極東情勢を見つめた場合、中国は北朝鮮の戦略的価値が致命的に重要であ
ることに気付いている。従って北が日本や米国に接近することをあらゆる
手段を使って阻止するだろう。朝鮮労働党委員長金正恩は10日までの訪中
で習近平と会談し、2回目の米朝首脳会談に向け、「国際社会が歓迎する
成果を得るために努力する」と意欲を表明した。習はこれを評価し、後ろ
盾として支援する姿勢を鮮明にした。対外強硬路線を取るトランプ米政権
と対等に渡り合いたい中朝両国の思惑が一致したかたちだ。対米的に連携
を誇示しているかのようである。
しかし、米朝会談を行っても非核化での進展は困難だろう。

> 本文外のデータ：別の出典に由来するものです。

use std::cmp::min;

use ratatui::layout::{Alignment, Constraint, Direction, Layout, Rect};
use ratatui::style::{Color, Modifier, Style};
use ratatui::text::{Line, Span};
use ratatui::widgets::{Block, Borders, Cell, Clear, Paragraph, Row, Table, Tabs, Wrap};
use ratatui::Frame;

use crate::core::categories::find_category;
use crate::tui::buffer::TextBuffer;
use crate::tui::constants::APP_VERSION;
use crate::tui::helpers::{
    accent_title, build_help_lines, category_badge, category_color, centered_rect,
    format_task_detail_entries, format_task_timestamps, inset_rect, short_id, BG_ACCENT, BG_BASE,
    BG_PANEL, FG_ACCENT,
};

use super::{App, ConfirmChoice, FormField, InputMode};
use std::time::Instant;

use ratatui::style::{Color, Style};
use ratatui::widgets::TableState;

use super::buffer::TextBuffer;
use super::constants::*;
use crate::config::AppConfig;
use crate::core::{EventOutcome, FormState, Session, SessionEvent, SubmitOutcome, ViewSnapshot};
use crate::model::Task;

mod input;
mod render;

#[derive(Debug, Clone)]
struct CategoryTab {
    label: String,
    /// Empty for the "All" tab.
    category: String,
    color: String,
}

#[derive(Debug, Clone, Copy, PartialEq, Eq)]
enum InputMode {
    Normal,
    Form,
    Search,
    Inspect,
    Help,
    ConfirmDelete,
}

#[derive(Debug, Clone, Copy, PartialEq, Eq)]
enum FormField {
    Title,
    Description,
    Category,
}

impl FormField {
    fn next(self) -> Self {
        match self {
            FormField::Title => FormField::Description,
            FormField::Description => FormField::Category,
            FormField::Category => FormField::Title,
        }
    }

    fn prev(self) -> Self {
        match self {
            FormField::Title => FormField::Category,
            FormField::Description => FormField::Title,
            FormField::Category => FormField::Description,
        }
    }
}

#[derive(Debug, Clone, Copy, PartialEq, Eq)]
enum ConfirmChoice {
    Yes,
    No,
}

impl ConfirmChoice {
    fn toggle(self) -> Self {
        match self {
            ConfirmChoice::Yes => ConfirmChoice::No,
            ConfirmChoice::No => ConfirmChoice::Yes,
        }
    }
}

#[derive(Debug, Clone)]
struct StatusMessage {
    text: String,
    kind: StatusKind,
    created_at: Instant,
}

impl StatusMessage {
    fn new<T: Into<String>>(text: T, kind: StatusKind) -> Self {
        Self {
            text: text.into(),
            kind,
            created_at: Instant::now(),
        }
    }

    fn style(&self) -> Style {
        match self.kind {
            StatusKind::Info => Style::default().fg(Color::Cyan),
            StatusKind::Error => Style::default().fg(Color::Red),
        }
    }
}

#[derive(Debug, Clone, Copy)]
enum StatusKind {
    Info,
    Error,
}

pub(crate) struct App {
    config: AppConfig,
    session: Session,
    first_run: bool,
    tabs: Vec<CategoryTab>,
    tab_index: usize,
    snapshot: ViewSnapshot,
    selected: usize,
    table_state: TableState,
    input_mode: InputMode,
    form_field: FormField,
    title_input: TextBuffer,
    description_input: TextBuffer,
    search_input: TextBuffer,
    search_before: String,
    status: Option<StatusMessage>,
    inspect_task: Option<Task>,
    confirm_choice: ConfirmChoice,
    should_quit: bool,
}

impl App {
    pub(crate) fn new(config: AppConfig, session: Session, first_run: bool) -> Self {
        let mut tabs = vec![CategoryTab {
            label: String::from("All"),
            category: String::new(),
            color: String::new(),
        }];
        tabs.extend(session.categories().iter().map(|category| CategoryTab {
            label: category.name.clone(),
            category: category.id.clone(),
            color: category.color.clone(),
        }));

        let snapshot = session.snapshot();
        let mut app = Self {
            config,
            session,
            first_run,
            tabs,
            tab_index: 0,
            snapshot,
            selected: 0,
            table_state: TableState::default(),
            input_mode: InputMode::Normal,
            form_field: FormField::Title,
            title_input: TextBuffer::new(),
            description_input: TextBuffer::new(),
            search_input: TextBuffer::new(),
            search_before: String::new(),
            status: None,
            inspect_task: None,
            confirm_choice: ConfirmChoice::No,
            should_quit: false,
        };
        app.refresh();
        app
    }

    /// Rebuild the snapshot and keep the selection inside the visible rows.
    pub(crate) fn refresh(&mut self) {
        self.snapshot = self.session.snapshot();

        if self.first_run && self.snapshot.stats.total > 0 {
            self.first_run = false;
        }

        let visible = self.snapshot.tasks.len();
        if visible == 0 {
            self.selected = 0;
            self.table_state.select(None);
        } else {
            if self.selected >= visible {
                self.selected = visible - 1;
            }
            self.table_state.select(Some(self.selected));
        }
    }

    pub(crate) fn on_tick(&mut self) {
        if let Some(status) = &self.status {
            if status.created_at.elapsed() > STATUS_TTL {
                self.status = None;
            }
        }
    }

    pub(crate) fn should_quit(&self) -> bool {
        self.should_quit
    }

    fn visible_tasks(&self) -> &[Task] {
        &self.snapshot.tasks
    }

    fn selected_task(&self) -> Option<&Task> {
        self.visible_tasks().get(self.selected)
    }

    fn selected_id(&self) -> Option<String> {
        self.selected_task().map(|task| task.id.clone())
    }

    fn select_next(&mut self) {
        let visible = self.visible_tasks().len();
        if visible == 0 {
            return;
        }
        self.selected = (self.selected + 1).min(visible - 1);
        self.table_state.select(Some(self.selected));
    }

    fn select_prev(&mut self) {
        if self.visible_tasks().is_empty() {
            return;
        }
        if self.selected > 0 {
            self.selected -= 1;
        }
        self.table_state.select(Some(self.selected));
    }

    fn select_first(&mut self) {
        if !self.visible_tasks().is_empty() {
            self.selected = 0;
            self.table_state.select(Some(self.selected));
        }
    }

    fn select_last(&mut self) {
        let visible = self.visible_tasks().len();
        if visible > 0 {
            self.selected = visible - 1;
            self.table_state.select(Some(self.selected));
        }
    }

    fn select_task_by_id(&mut self, id: &str) {
        if let Some(idx) = self.visible_tasks().iter().position(|task| task.id == id) {
            self.selected = idx;
            self.table_state.select(Some(idx));
        }
    }

    fn next_tab(&mut self) {
        self.set_tab((self.tab_index + 1) % self.tabs.len());
    }

    fn prev_tab(&mut self) {
        let idx = if self.tab_index == 0 {
            self.tabs.len() - 1
        } else {
            self.tab_index - 1
        };
        self.set_tab(idx);
    }

    fn set_tab(&mut self, idx: usize) {
        let Some(tab) = self.tabs.get(idx) else {
            return;
        };
        let category = tab.category.clone();
        self.tab_index = idx;
        self.session.handle(SessionEvent::SetFilter(category));
        self.selected = 0;
        self.refresh();
    }

    fn clear_filters(&mut self) {
        self.search_input.clear();
        self.session.handle(SessionEvent::SetSearch(String::new()));
        self.set_tab(0);
        self.set_status_info(STATUS_FILTERS_CLEARED);
    }

    fn open_add_form(&mut self) {
        // A stale edit would turn the submit into an update.
        self.session.handle(SessionEvent::CancelEdit);
        self.load_form_from_draft();
        self.input_mode = InputMode::Form;
        self.set_status_info(STATUS_ENTER_ADD);
    }

    fn start_edit_current(&mut self) {
        let Some(id) = self.selected_id() else {
            self.set_status_info("Nothing to edit");
            return;
        };
        match self.session.handle(SessionEvent::Edit(id)) {
            EventOutcome::EditStarted(true) => {
                self.load_form_from_draft();
                self.input_mode = InputMode::Form;
                self.set_status_info(STATUS_ENTER_EDIT);
            }
            _ => self.set_status_error("Task not found"),
        }
    }

    fn load_form_from_draft(&mut self) {
        let draft = self.session.form().draft().clone();
        self.title_input.set(draft.title);
        self.description_input.set(draft.description);
        self.form_field = FormField::Title;
    }

    fn sync_draft(&mut self) {
        let form = self.session.form_mut();
        form.set_title(self.title_input.as_str());
        form.set_description(self.description_input.as_str());
    }

    fn cycle_form_category(&mut self, forward: bool) {
        self.session.form_mut().cycle_category(forward);
    }

    fn is_editing(&self) -> bool {
        let session = &self.session;
        matches!(session.form().state(session.store()), FormState::Editing(_))
    }

    fn submit_form(&mut self) {
        self.sync_draft();
        match self.session.handle(SessionEvent::Submit) {
            EventOutcome::Submitted(SubmitOutcome::Created(task)) => {
                self.close_form();
                self.refresh();
                self.select_task_by_id(&task.id);
                self.set_status_info(format!("Added '{}'", task.title));
            }
            EventOutcome::Submitted(SubmitOutcome::Updated(task)) => {
                self.close_form();
                self.refresh();
                self.select_task_by_id(&task.id);
                self.set_status_info(format!("Updated '{}'", task.title));
            }
            _ => {
                self.form_field = FormField::Title;
                self.set_status_error(STATUS_TITLE_REQUIRED);
            }
        }
    }

    fn cancel_form(&mut self) {
        self.session.handle(SessionEvent::CancelEdit);
        self.close_form();
        self.status = None;
    }

    fn close_form(&mut self) {
        self.title_input.clear();
        self.description_input.clear();
        self.form_field = FormField::Title;
        self.input_mode = InputMode::Normal;
    }

    fn open_search(&mut self) {
        self.search_before = self.search_input.as_str().to_string();
        self.input_mode = InputMode::Search;
        self.set_status_info(STATUS_SEARCH);
    }

    fn apply_search(&mut self) {
        let search = self.search_input.as_str().to_string();
        self.session.handle(SessionEvent::SetSearch(search));
        self.selected = 0;
        self.refresh();
    }

    fn restore_search(&mut self) {
        let previous = std::mem::take(&mut self.search_before);
        self.search_input.set(previous);
        self.apply_search();
    }

    fn toggle_selected(&mut self) {
        let Some(id) = self.selected_id() else {
            self.set_status_info("Nothing to toggle");
            return;
        };
        match self.session.handle(SessionEvent::Toggle(id.clone())) {
            EventOutcome::Toggled(Some(task)) => {
                self.refresh();
                self.select_task_by_id(&id);
                if task.completed {
                    self.set_status_info(format!("Completed '{}'", task.title));
                } else {
                    self.set_status_info(format!("Reopened '{}'", task.title));
                }
            }
            _ => self.set_status_error("Task not found"),
        }
    }

    fn show_selected_details(&mut self) {
        let Some(task) = self.selected_task().cloned() else {
            self.set_status_info("Nothing to inspect");
            return;
        };
        self.inspect_task = Some(task);
        self.input_mode = InputMode::Inspect;
        self.set_status_info(STATUS_VIEW_DETAILS);
    }

    fn show_help_overlay(&mut self) {
        self.inspect_task = None;
        self.input_mode = InputMode::Help;
        self.set_status_info(STATUS_HELP);
    }

    fn prompt_delete(&mut self) {
        if self.visible_tasks().is_empty() {
            self.set_status_info("Nothing to delete");
            return;
        }
        self.confirm_choice = ConfirmChoice::No;
        self.input_mode = InputMode::ConfirmDelete;
        self.set_status_info(STATUS_CONFIRM_DELETE);
    }

    fn perform_delete(&mut self) {
        let Some(id) = self.selected_id() else {
            self.set_status_info("Nothing to delete");
            return;
        };
        match self.session.handle(SessionEvent::Delete(id)) {
            EventOutcome::Deleted(Some(task)) => {
                self.set_status_info(format!("Deleted '{}'", task.title));
            }
            _ => self.set_status_info("Task not found"),
        }
        self.refresh();
    }

    pub(crate) fn announce_first_run(&mut self) {
        self.set_status_info(format!(
            "Initialized taskorp data store\n  database file: {}",
            self.config.db_path().display()
        ));
    }

    pub(crate) fn set_status_info<T: Into<String>>(&mut self, message: T) {
        let mut text = String::from("ℹ️  ");
        text.push_str(&message.into());
        self.status = Some(StatusMessage::new(text, StatusKind::Info));
    }

    pub(crate) fn set_status_error<T: Into<String>>(&mut self, message: T) {
        let mut text = String::from("⚠️  ");
        text.push_str(&message.into());
        self.status = Some(StatusMessage::new(text, StatusKind::Error));
    }
}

昨年6月のシ
ンガポール会談では、トランプが記者団に、「非核化のそのプロセスをす
ぐに始める」と述べたものだが、半年たっても何らの進展もない。北はト
ランプをまんまとだまして時間稼ぎをしたのであり、しびれを切らしたト
ランプが対話モードから対決モードへと切り替える可能性も否定出来ない。
日本としてはこの米朝関係の展開を注視して、もし進展への流れが生じた
ら、タイミングを逃さずに日朝対話に踏み切る必要があろう。20年は米大
統領選挙の年であり、再選を目指すトランプが外交攻勢に出る可能性があ
る。というのも内政では民主党が下院で多数を握っており、大きなことが
できないからだ。
外交・通商での成果を狙う可能性が高いとみなければなるまい。その際、
派手な展開ができるのは極東外交であり、動向から目を離せない。米
CNNテレビは14日、米朝の協議に詳しい関係者の話として、トランプか
ら朝鮮労働党委員長の金正恩にあてた書簡が先週末、ピョンヤンに届けら
れたと伝えた。
トランプは今月初め、2回目の米朝首脳会談について「そう遠くない将来
に設定する」と意欲を示している。さらにCNNは、北朝鮮の金正恩側近の
金英哲副委員長が訪米して、2回目の米朝首脳会談の調整にあたる可能性
があると報じた。何らかの展開が予想される。これに先立ち国務長官ポン
ペオは13日の米CBS番組のインタビューで、米朝再会談の時期について
「いま私たちは詳細を詰めているところだ」と述べている。